─── EXTRACTED DATA ───

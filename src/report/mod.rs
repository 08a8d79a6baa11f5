// Report document produced by a reconciliation run.
//
// A `Report` carries everything a renderer needs: per-table summaries with
// precomputed match percentages, sampled details (inline or spilled to disk),
// the cross-table summary and the tables present on one side only.

pub mod aggregate;
pub mod html;

use crate::error::Result;
use crate::reconcile::{match_percentage, Key, TableDetails, TableSummary};
use chrono::{DateTime, Utc};
use serde::{Deserialize, Serialize};
use std::collections::{BTreeMap, BTreeSet};
use std::fs;
use std::path::{Path, PathBuf};
use tracing::{info, warn};

pub use aggregate::{CancelFlag, ReportAggregator, TableSource};

#[derive(Debug, Clone, PartialEq, Serialize, Deserialize)]
pub struct ReportMeta {
    pub report_id: String,
    pub source_schema: String,
    pub destination_schema: String,
    pub timestamp: DateTime<Utc>,
    // Number of common tables compared.
    pub table_count: usize,
    // Set when the run stopped before every common table was reconciled.
    #[serde(default)]
    pub cancelled: bool,
}

#[derive(Debug, Clone, PartialEq, Serialize, Deserialize)]
pub struct TableReport {
    pub table: String,
    pub key: Option<Key>,
    pub summary: TableSummary,
    // Inline samples; `None` when they were spilled to `details_path`.
    #[serde(default, skip_serializing_if = "Option::is_none")]
    pub details: Option<TableDetails>,
    #[serde(default, skip_serializing_if = "Option::is_none")]
    pub details_path: Option<PathBuf>,
    #[serde(default, skip_serializing_if = "Option::is_none")]
    pub note: Option<String>,
    #[serde(default, skip_serializing_if = "Option::is_none")]
    pub error: Option<String>,
}

impl TableReport {
    pub fn failed(table: impl Into<String>, error: impl Into<String>) -> Self {
        Self {
            table: table.into(),
            key: None,
            summary: TableSummary::default(),
            details: Some(TableDetails::default()),
            details_path: None,
            note: None,
            error: Some(error.into()),
        }
    }

    // Detail samples, read back from disk when they were spilled.
    pub fn load_details(&self) -> Result<TableDetails> {
        if let Some(details) = &self.details {
            return Ok(details.clone());
        }
        match &self.details_path {
            Some(path) => {
                let text = fs::read_to_string(path)?;
                Ok(serde_json::from_str(&text)?)
            }
            None => Ok(TableDetails::default()),
        }
    }
}

#[derive(Debug, Clone, PartialEq, Serialize, Deserialize)]
pub struct OverallSummary {
    pub total_tables: usize,
    pub total_rows_source: usize,
    pub total_rows_destination: usize,
    pub total_matching_rows: usize,
    pub total_different_rows: usize,
    pub total_missing_rows: usize,
    pub total_extra_rows: usize,
    pub tables_with_errors: usize,
    pub match_percentage: f64,
    pub all_matched: bool,
}

impl Default for OverallSummary {
    fn default() -> Self {
        Self {
            total_tables: 0,
            total_rows_source: 0,
            total_rows_destination: 0,
            total_matching_rows: 0,
            total_different_rows: 0,
            total_missing_rows: 0,
            total_extra_rows: 0,
            tables_with_errors: 0,
            match_percentage: 0.0,
            all_matched: true,
        }
    }
}

impl OverallSummary {
    pub fn merge(&mut self, table: &TableReport) {
        let s = &table.summary;
        self.total_tables += 1;
        self.total_rows_source += s.rows_in_source;
        self.total_rows_destination += s.rows_in_destination;
        self.total_matching_rows += s.matching;
        self.total_different_rows += s.different;
        self.total_missing_rows += s.missing;
        self.total_extra_rows += s.extra;
        if table.error.is_some() {
            self.tables_with_errors += 1;
        }
        if s.has_differences {
            self.all_matched = false;
        }
        self.match_percentage = match_percentage(self.total_matching_rows, self.total_rows_source);
    }
}

#[derive(Debug, Clone, Default, PartialEq, Eq, Serialize, Deserialize)]
pub struct SchemaOnlyTables {
    pub source_only: BTreeSet<String>,
    pub destination_only: BTreeSet<String>,
}

#[derive(Debug, Clone, PartialEq, Serialize, Deserialize)]
pub struct Report {
    pub meta: ReportMeta,
    pub tables: BTreeMap<String, TableReport>,
    pub summary: OverallSummary,
    pub schema_only_tables: SchemaOnlyTables,
}

impl Report {
    pub fn load(path: impl AsRef<Path>) -> Result<Self> {
        let text = fs::read_to_string(path.as_ref())?;
        Ok(serde_json::from_str(&text)?)
    }

    pub fn save_json(&self, path: impl AsRef<Path>) -> Result<()> {
        let json = serde_json::to_string_pretty(self)?;
        fs::write(path.as_ref(), json)?;
        Ok(())
    }

    pub fn table_errors(&self) -> impl Iterator<Item = (&str, &str)> {
        self.tables
            .values()
            .filter_map(|t| t.error.as_deref().map(|e| (t.table.as_str(), e)))
    }
}

// Where a persisted report landed. A report that could not be written has
// no path.
#[derive(Debug, Clone, Default, PartialEq, Eq, Serialize, Deserialize)]
pub struct ReportPaths {
    pub json: Option<PathBuf>,
    pub html: Option<PathBuf>,
}

// Persist the report as JSON and, optionally, HTML under `output_dir`.
// Every failure is logged and leaves the matching path empty; the report
// itself stays with the caller.
pub fn write_reports(report: &Report, output_dir: &Path, with_html: bool) -> ReportPaths {
    let mut paths = ReportPaths::default();
    if let Err(e) = fs::create_dir_all(output_dir) {
        warn!("Reports not written to {}: {}", output_dir.display(), e);
        return paths;
    }
    let stem = format!("validation_report_{}", report.meta.report_id);

    let json = output_dir.join(format!("{}.json", stem));
    match report.save_json(&json) {
        Ok(()) => {
            info!("JSON report saved to {}", json.display());
            paths.json = Some(json);
        }
        Err(e) => warn!("JSON report not written: {}", e),
    }

    if with_html {
        let path = output_dir.join(format!("{}.html", stem));
        match html::render(report).and_then(|doc| fs::write(&path, doc).map_err(Into::into)) {
            Ok(()) => {
                info!("HTML report saved to {}", path.display());
                paths.html = Some(path);
            }
            Err(e) => warn!("HTML report not written: {}", e),
        }
    }
    paths
}

pub fn spill_dir(output_dir: &Path, report_id: &str) -> PathBuf {
    output_dir.join("temp").join(report_id)
}

// Remove the spilled details of one report, or all of them.
pub fn cleanup_spill(output_dir: &Path, report_id: Option<&str>) -> Result<()> {
    let dir = match report_id {
        Some(id) => spill_dir(output_dir, id),
        None => output_dir.join("temp"),
    };
    if dir.exists() {
        fs::remove_dir_all(&dir)?;
        info!("removed temporary files in {}", dir.display());
    }
    Ok(())
}
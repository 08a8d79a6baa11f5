// Word document text: the paragraphs of word/document.xml joined by newlines.

use crate::error::{ReconError, Result};
use quick_xml::events::Event;
use quick_xml::Reader;
use std::fs::File;
use std::io::Read;
use std::path::Path;
use zip::ZipArchive;

const DOCUMENT_PART: &str = "word/document.xml";

pub fn read_docx_text(path: &Path) -> Result<String> {
    let file = File::open(path)?;
    let mut archive = ZipArchive::new(file)?;
    let mut part = archive
        .by_name(DOCUMENT_PART)
        .map_err(|e| ReconError::extraction(path, format!("{}: {}", DOCUMENT_PART, e)))?;
    let mut xml = String::new();
    part.read_to_string(&mut xml)?;
    document_text(&xml)
}

// Concatenate `w:t` runs per paragraph; `w:tab` and `w:br` become a tab and
// a newline.
pub fn document_text(xml: &str) -> Result<String> {
    let mut reader = Reader::from_str(xml);
    let mut paragraphs: Vec<String> = Vec::new();
    let mut current = String::new();
    let mut in_paragraph = false;
    let mut in_text = false;

    let mut buf = Vec::new();
    loop {
        match reader.read_event_into(&mut buf)? {
            Event::Start(ref e) => match e.local_name().into_inner() {
                b"p" => {
                    in_paragraph = true;
                    current.clear();
                }
                b"t" => in_text = true,
                _ => {}
            },
            Event::Empty(ref e) => match e.local_name().into_inner() {
                b"tab" => current.push('\t'),
                b"br" | b"cr" => current.push('\n'),
                b"p" => paragraphs.push(String::new()),
                _ => {}
            },
            Event::Text(ref e) if in_text => {
                current.push_str(&e.unescape()?);
            }
            Event::End(ref e) => match e.local_name().into_inner() {
                b"t" => in_text = false,
                b"p" if in_paragraph => {
                    paragraphs.push(std::mem::take(&mut current));
                    in_paragraph = false;
                }
                _ => {}
            },
            Event::Eof => break,
            _ => {}
        }
        buf.clear();
    }
    Ok(paragraphs.join("\n"))
}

───

→ **WHAT TO PRODUCE**: After identifying the lines above that contain "info", copy each one.

→ **PROBLEM SOLUTION**:
use tracing::{info, warn};
            info!("JSON report saved to {}", json.display());
                info!("HTML report saved to {}", path.display());
        info!("removed temporary files in {}", dir.display());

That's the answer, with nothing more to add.